I could do the flap thing in three months.  Or a year.  Or two.  Or whatever.  Recovery time is pretty long.  Even the hospital stay itself is SEVEN DAYS.  That is intense.  I've heard glowing reports from the flap, but I've heard that it's a hard recovery.  And after my hysterectomy two years ago, from which I still have major PTSD, I'm not anxious to do something intense again.  It's a one to two month recovery, but women are pleased afterwards.  There are risks to this one, as well.  Your body could still reject your tummy stuff, even though it's your own body and everything.

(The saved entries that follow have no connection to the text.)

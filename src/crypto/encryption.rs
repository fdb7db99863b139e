//! Authenticated encryption for archive payloads
//!
//! Scheme 2 is AES-256-GCM with a 96-bit random nonce and no associated data;
//! the 16-byte tag is appended to the ciphertext. Scheme 1 is AES-256-CBC
//! with PKCS#7 padding followed by HMAC-SHA256 over IV‖ciphertext
//! (encrypt-then-MAC). The MAC is always checked before any decryption.

use aes::cipher::{block_padding::Pkcs7, BlockDecryptMut, BlockEncryptMut, KeyIvInit};
use aes_gcm::{
    aead::{Aead, KeyInit},
    Aes256Gcm, Nonce,
};
use hmac::{Hmac, Mac};
use sha2::Sha256;

use super::key_derivation::{
    derive_key_v2, derive_keys_v1, random_bytes, Argon2Params, SALT_LEN,
};
use crate::error::{BackupError, BackupResult};

type Aes256CbcEnc = cbc::Encryptor<aes::Aes256>;
type Aes256CbcDec = cbc::Decryptor<aes::Aes256>;
type HmacSha256 = Hmac<Sha256>;

/// Size of the AES-GCM nonce in bytes (96 bits)
pub const NONCE_LEN: usize = 12;

/// Size of the AES-CBC IV in bytes
pub const IV_LEN: usize = 16;

/// Size of the scheme 1 HMAC trailer
pub const MAC_LEN: usize = 32;

/// The key-derivation and cipher parameters of one archive
#[derive(Debug, Clone, PartialEq, Eq)]
pub enum CryptoSuite {
    /// PBKDF2-SHA256 + AES-256-CBC + HMAC-SHA256
    V1 {
        iterations: u32,
        salt: Vec<u8>,
        iv: Vec<u8>,
    },
    /// Argon2id + AES-256-GCM
    V2 {
        params: Argon2Params,
        salt: Vec<u8>,
        nonce: Vec<u8>,
    },
}

impl CryptoSuite {
    /// Archive format version that carries this suite
    pub fn format_version(&self) -> u8 {
        match self {
            Self::V1 { .. } => 1,
            Self::V2 { .. } => 2,
        }
    }
}

/// Encrypted bytes plus the detached MAC scheme 1 needs
#[derive(Debug, Clone, PartialEq, Eq)]
pub struct Ciphertext {
    /// Ciphertext (scheme 2: including the trailing GCM tag)
    pub body: Vec<u8>,
    /// HMAC-SHA256 over IV‖body, scheme 1 only
    pub mac: Option<[u8; MAC_LEN]>,
}

/// Result of one encryption: the suite to record plus the ciphertext
#[derive(Debug, Clone)]
pub struct Sealed {
    pub suite: CryptoSuite,
    pub ciphertext: Ciphertext,
}

/// Encrypt with scheme 2 under a fresh salt and nonce
pub fn encrypt_v2(password: &[u8], plaintext: &[u8], params: &Argon2Params) -> BackupResult<Sealed> {
    let salt = random_bytes(SALT_LEN);
    let nonce_bytes = random_bytes(NONCE_LEN);
    let key = derive_key_v2(password, &salt, params)?;

    let cipher = Aes256Gcm::new_from_slice(key.as_bytes())
        .map_err(|e| BackupError::Crypto(format!("Failed to create cipher: {}", e)))?;

    let body = cipher
        .encrypt(Nonce::from_slice(&nonce_bytes), plaintext)
        .map_err(|e| BackupError::Crypto(format!("Encryption failed: {}", e)))?;

    Ok(Sealed {
        suite: CryptoSuite::V2 {
            params: *params,
            salt,
            nonce: nonce_bytes,
        },
        ciphertext: Ciphertext { body, mac: None },
    })
}

/// Encrypt with the legacy scheme 1
///
/// Only used to produce legacy archives (compatibility tests, fixtures);
/// new backups always go through [`encrypt_v2`].
pub fn encrypt_v1(password: &[u8], plaintext: &[u8], iterations: u32) -> BackupResult<Sealed> {
    let salt = random_bytes(SALT_LEN);
    let iv = random_bytes(IV_LEN);
    let keys = derive_keys_v1(password, &salt, iterations)?;

    let body = Aes256CbcEnc::new_from_slices(keys.cipher_key(), &iv)
        .map_err(|e| BackupError::Crypto(format!("Failed to create cipher: {}", e)))?
        .encrypt_padded_vec_mut::<Pkcs7>(plaintext);

    let mut mac = <HmacSha256 as Mac>::new_from_slice(keys.mac_key())
        .map_err(|e| BackupError::Crypto(format!("Failed to create MAC: {}", e)))?;
    mac.update(&iv);
    mac.update(&body);
    let mut tag = [0u8; MAC_LEN];
    tag.copy_from_slice(&mac.finalize().into_bytes());

    Ok(Sealed {
        suite: CryptoSuite::V1 {
            iterations,
            salt,
            iv,
        },
        ciphertext: Ciphertext {
            body,
            mac: Some(tag),
        },
    })
}

/// Decrypt a payload under whichever suite its header declared
///
/// Tag or MAC mismatch yields [`BackupError::Authentication`]; a wrong
/// password cannot be told apart from tampered data.
pub fn decrypt(
    suite: &CryptoSuite,
    password: &[u8],
    ciphertext: &Ciphertext,
) -> BackupResult<Vec<u8>> {
    match suite {
        CryptoSuite::V2 {
            params,
            salt,
            nonce,
        } => {
            if nonce.len() != NONCE_LEN {
                return Err(BackupError::Format(format!(
                    "Invalid nonce size: expected {}, got {}",
                    NONCE_LEN,
                    nonce.len()
                )));
            }

            let key = derive_key_v2(password, salt, params)?;
            let cipher = Aes256Gcm::new_from_slice(key.as_bytes())
                .map_err(|e| BackupError::Crypto(format!("Failed to create cipher: {}", e)))?;

            cipher
                .decrypt(Nonce::from_slice(nonce), ciphertext.body.as_ref())
                .map_err(|_| BackupError::Authentication("AEAD tag mismatch".into()))
        }
        CryptoSuite::V1 {
            iterations,
            salt,
            iv,
        } => {
            let tag = ciphertext
                .mac
                .ok_or_else(|| BackupError::Format("Missing HMAC trailer".into()))?;

            let keys = derive_keys_v1(password, salt, *iterations)?;

            let mut mac = <HmacSha256 as Mac>::new_from_slice(keys.mac_key())
                .map_err(|e| BackupError::Crypto(format!("Failed to create MAC: {}", e)))?;
            mac.update(iv);
            mac.update(&ciphertext.body);
            mac.verify_slice(&tag)
                .map_err(|_| BackupError::Authentication("HMAC mismatch".into()))?;

            Aes256CbcDec::new_from_slices(keys.cipher_key(), iv)
                .map_err(|e| BackupError::Format(format!("Invalid IV: {}", e)))?
                .decrypt_padded_vec_mut::<Pkcs7>(&ciphertext.body)
                .map_err(|_| BackupError::Authentication("Invalid padding".into()))
        }
    }
}
//! Signing key CLI command

use super::Context;
use crate::error::{BackupError, BackupResult};
use crate::signing::Ed25519Signer;

/// Generate the Ed25519 signing keypair, locked with the profile's password
///
/// Backups of profiles sharing this password are signed automatically.
pub fn handle_keygen(ctx: &Context, profile_name: &str, force: bool) -> BackupResult<()> {
    let profile = ctx.profile(profile_name)?;
    let signer = Ed25519Signer::at(&ctx.paths);
    if signer.exists() && !force {
        return Err(BackupError::Validation(
            "A signing key already exists (use --force to replace it)".into(),
        ));
    }

    ctx.paths.ensure_directories()?;
    let password = ctx.password(&profile.name)?;
    let verifying_key = signer.generate(&password, &ctx.settings.crypto.argon2_params())?;

    println!("Signing key written to {}", ctx.paths.signing_key().display());
    println!("Public key: {}", hex::encode(verifying_key.to_bytes()));
    Ok(())
}
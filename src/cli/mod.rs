//! CLI command handlers
//!
//! This module bridges clap argument parsing with the service layer. Each
//! handler loads what it needs from a [`Context`] and prints results with the
//! display module.

pub mod audit;
pub mod backup;
pub mod daemon;
pub mod keys;
pub mod profile;

pub use audit::handle_audit_command;
pub use backup::{
    handle_backup, handle_compare, handle_list, handle_prune, handle_restore, handle_rotate_key,
    handle_verify,
};
pub use daemon::handle_daemon;
pub use keys::handle_keygen;
pub use profile::{handle_profile_command, ProfileCommands};

use std::sync::Arc;

use tracing::debug;

use crate::audit::{AuditLogger, AuditSink, NullAudit};
use crate::config::{ProfileConfig, Settings, TermBackupPaths};
use crate::credentials::{profile_password_key, CredentialStore, EnvCredentialStore};
use crate::crypto::Password;
use crate::error::{BackupError, BackupResult};
use crate::events::EventBus;
use crate::remote::{LocalStore, RetryingStore};
use crate::services::BackupRepository;

/// Paths, settings and credentials shared by every command
pub struct Context {
    pub paths: TermBackupPaths,
    pub settings: Settings,
    pub credentials: Box<dyn CredentialStore>,
}

impl Context {
    pub fn load() -> BackupResult<Self> {
        let paths = TermBackupPaths::new()?;
        let settings = Settings::load_or_create(&paths)?;
        Ok(Self {
            paths,
            settings,
            credentials: Box::new(EnvCredentialStore::new()),
        })
    }

    pub fn profile(&self, name: &str) -> BackupResult<&ProfileConfig> {
        self.settings.profile(name)
    }

    pub fn audit_sink(&self) -> Arc<dyn AuditSink> {
        if self.settings.audit_log_enabled {
            Arc::new(AuditLogger::new(self.paths.audit_log()))
        } else {
            Arc::new(NullAudit)
        }
    }

    /// Repository handle for `repo` over the configured local store
    pub fn repository(&self, repo: &str) -> BackupResult<BackupRepository> {
        self.paths.ensure_directories()?;

        let store = RetryingStore::new(
            LocalStore::new(self.settings.store_root(&self.paths)),
            self.settings.remote_retries,
        );

        let events = EventBus::new();
        events.subscribe("log", |event| {
            debug!(event = event.kind(), "Lifecycle event");
            Ok(())
        });

        Ok(BackupRepository::new(Arc::new(store), repo, self.paths.tmp_dir())
            .with_conflict_retries(self.settings.ledger_conflict_retries)
            .with_argon2_params(self.settings.crypto.argon2_params())
            .with_audit(self.audit_sink())
            .with_events(Arc::new(events)))
    }

    /// Stored password for `profile`, or an interactive prompt
    pub fn password(&self, profile: &str) -> BackupResult<Password> {
        if let Some(password) = self.credentials.get_password(&profile_password_key(profile))? {
            return Ok(password);
        }
        prompt_password(&format!("Password for profile '{}': ", profile))
    }
}

/// Read a password from the terminal without echo
pub fn prompt_password(prompt: &str) -> BackupResult<Password> {
    let value = rpassword::prompt_password(prompt)
        .map_err(|e| BackupError::Io(format!("Failed to read password: {}", e)))?;
    if value.is_empty() {
        return Err(BackupError::Validation("Password must not be empty".into()));
    }
    Ok(Password::new(value))
}

/// Prompt twice and require both entries to match
pub fn prompt_new_password(prompt: &str) -> BackupResult<Password> {
    let first = prompt_password(prompt)?;
    let second = prompt_password("Confirm password: ")?;
    if first.as_bytes() != second.as_bytes() {
        return Err(BackupError::Validation("Passwords do not match".into()));
    }
    Ok(first)
}
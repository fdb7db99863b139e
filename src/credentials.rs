//! Credential lookup for unattended runs
//!
//! Profile passwords are looked up under `profile_password_<name>`. The
//! environment store maps a key to `TERMBACKUP_<KEY>` (upper-cased) and lets
//! values set in-process take precedence.

use std::collections::HashMap;
use std::sync::RwLock;

use crate::crypto::Password;
use crate::error::{BackupError, BackupResult};

const PASSWORD_PREFIX: &str = "profile_password_";
const ENV_PREFIX: &str = "TERMBACKUP_";

/// Key under which a profile's backup password is stored
pub fn profile_password_key(profile: &str) -> String {
    format!("{}{}", PASSWORD_PREFIX, profile)
}

/// Secret storage collaborator
pub trait CredentialStore: Send + Sync {
    fn get_password(&self, key: &str) -> BackupResult<Option<Password>>;

    fn set_password(&self, key: &str, value: &Password) -> BackupResult<()>;
}

/// Environment-backed store with an in-process override map
#[derive(Debug, Default)]
pub struct EnvCredentialStore {
    overrides: RwLock<HashMap<String, Password>>,
}

impl EnvCredentialStore {
    pub fn new() -> Self {
        Self::default()
    }

    /// Environment variable consulted for `key`
    pub fn env_var(key: &str) -> String {
        format!("{}{}", ENV_PREFIX, key.to_ascii_uppercase())
    }
}

impl CredentialStore for EnvCredentialStore {
    fn get_password(&self, key: &str) -> BackupResult<Option<Password>> {
        let overrides = self
            .overrides
            .read()
            .map_err(|_| BackupError::Config("Credential store lock poisoned".into()))?;
        if let Some(value) = overrides.get(key) {
            return Ok(Some(value.clone()));
        }

        match std::env::var(Self::env_var(key)) {
            Ok(value) if !value.is_empty() => Ok(Some(Password::new(value))),
            _ => Ok(None),
        }
    }

    fn set_password(&self, key: &str, value: &Password) -> BackupResult<()> {
        self.overrides
            .write()
            .map_err(|_| BackupError::Config("Credential store lock poisoned".into()))?
            .insert(key.to_string(), value.clone());
        Ok(())
    }
}

#[cfg(test)]
mod tests {
    use super::*;

    #[test]
    fn test_profile_password_key() {
        assert_eq!(profile_password_key("docs"), "profile_password_docs");
        assert_eq!(
            EnvCredentialStore::env_var(&profile_password_key("docs")),
            "TERMBACKUP_PROFILE_PASSWORD_DOCS"
        );
    }

    #[test]
    fn test_override_then_env() {
        let store = EnvCredentialStore::new();
        let key = profile_password_key("credtest_unique");
        assert!(store.get_password(&key).unwrap().is_none());

        std::env::set_var(EnvCredentialStore::env_var(&key), "from-env");
        assert_eq!(store.get_password(&key).unwrap().unwrap().as_str(), "from-env");

        store.set_password(&key, &Password::new("override")).unwrap();
        assert_eq!(store.get_password(&key).unwrap().unwrap().as_str(), "override");
        std::env::remove_var(EnvCredentialStore::env_var(&key));
    }
}
//! Audit log CLI command

use super::Context;
use crate::audit::AuditLogger;
use crate::error::BackupResult;

/// Print the most recent audit entries
pub fn handle_audit_command(ctx: &Context, limit: usize) -> BackupResult<()> {
    let logger = AuditLogger::new(ctx.paths.audit_log());
    let entries = logger.read_recent(limit)?;

    if entries.is_empty() {
        println!("No audit entries found.");
        return Ok(());
    }

    for entry in &entries {
        println!("{}", entry.format_human_readable());
    }
    Ok(())
}
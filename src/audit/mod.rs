//! Audit logging for TermBackup
//!
//! Every backup, restore, verify, prune, key rotation and daemon run is
//! recorded through an [`AuditSink`]. Recording is fire-and-forget: a sink
//! that fails to write only logs a warning and never aborts the operation.

mod entry;
mod logger;

pub use entry::{AuditEntry, Operation, Status};
pub use logger::AuditLogger;

/// Destination for audit records
pub trait AuditSink: Send + Sync {
    fn record(&self, operation: Operation, profile: &str, status: Status, details: serde_json::Value);
}

/// Sink that discards everything
#[derive(Debug, Default, Clone, Copy)]
pub struct NullAudit;

impl AuditSink for NullAudit {
    fn record(&self, _: Operation, _: &str, _: Status, _: serde_json::Value) {}
}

As I've thought about it and prayed about it and researched it, I don't know.  The DIUP thing makes me intensely uncomfortable.  I mean, I've been through hell this past year.  I just want to recover.  I want to be happy.  I want to have the most fun summer ever.  I am dying to get to teaching ballet.  I want to feel the sun on my face and live life and have vigor and feel good.

So I'm thinking I'll go boobless for a year, and then we'll try this tissue expander/fakies thing again.  Or maybe I'll wait two years!  Who knows?  At this point, I don't give a rat's arse about having no boobs whatsoever.  I mean, eventually, sure.  I'd like to look like a woman again.  But my first priority right now is being happy and healthy again.  If people stare at my weird chestedness, I don't care.  I really, truly don't.  These are my battle wounds.  I'm actually almost proud of them.  Look at what I survived!!

So for now, I'm going to have him deflate my right boob down to maybe a really small size a or whatever.  We can always reinflate/restretch in a year.  Chances of my right side being rejected are very small.  It hasn't been radiated so badly. So we'll deflate it to the point that it looks alright and not like some weird sock hanging down.

And then I'll just be happy.

Being a determined type 3, I have already made a new plan.  I obviously want to teach ballet again.  As soon as possible.  But I can't be the type of teacher that teaches from 3 p.m. to 10 p.m. every day.  My kids need me more than that.  It's just how they are.  They struggle in lots of ways, and they need me.  Sometimes my hubber doesn't get home until 7 at night.  I'm not going to leave them alone that long.  It's just not a good idea.  They fight too much.  Popcorn gets spilled all over the floor.  Chocolate milk gets spilled on the walls.  (These are true examples I'm using here.)  Gage has occupational and speech therapy.  The kids need encouragement and help with their homework.  My number one job is mommy.  But I do have to get out of the house sometimes.  So I'm thinking I can teach a couple of classes a week.  At night, after homework is done and my husband is here.

But then!!  Gage will be a kindergartener, right?  I think I want to get certified to teach barre classes, which will be a cinch for me, since I danced for so long.  They have a couple of barre studios in town.  And I want to teach barre while Gage is in school!!  I've heard barre teachers make pretty good money.  And it sounds like a ton of fun.  I'd love to teach adults.

There's this program I'm starting next week where personal trainers help cancer victims work out during their recovery.  The hours are donated by the trainers and teachers.  I wouldn't mind teaching ballet for free once a week for people who have gone through what I've gone through.  If they want.  Very unintense, of course.

So this is my new plan.  To be happy.  To embrace life.  To go explore all of these lakes and hills around here with my kids.  To get a garden plot at this free community garden.  Grow veggies with my kiddos.  Feel the sun on our very well sunscreened, covered, and  hatted bodies. :)  Let Heavenly Father heal me.  Dance again.  That feels right for me.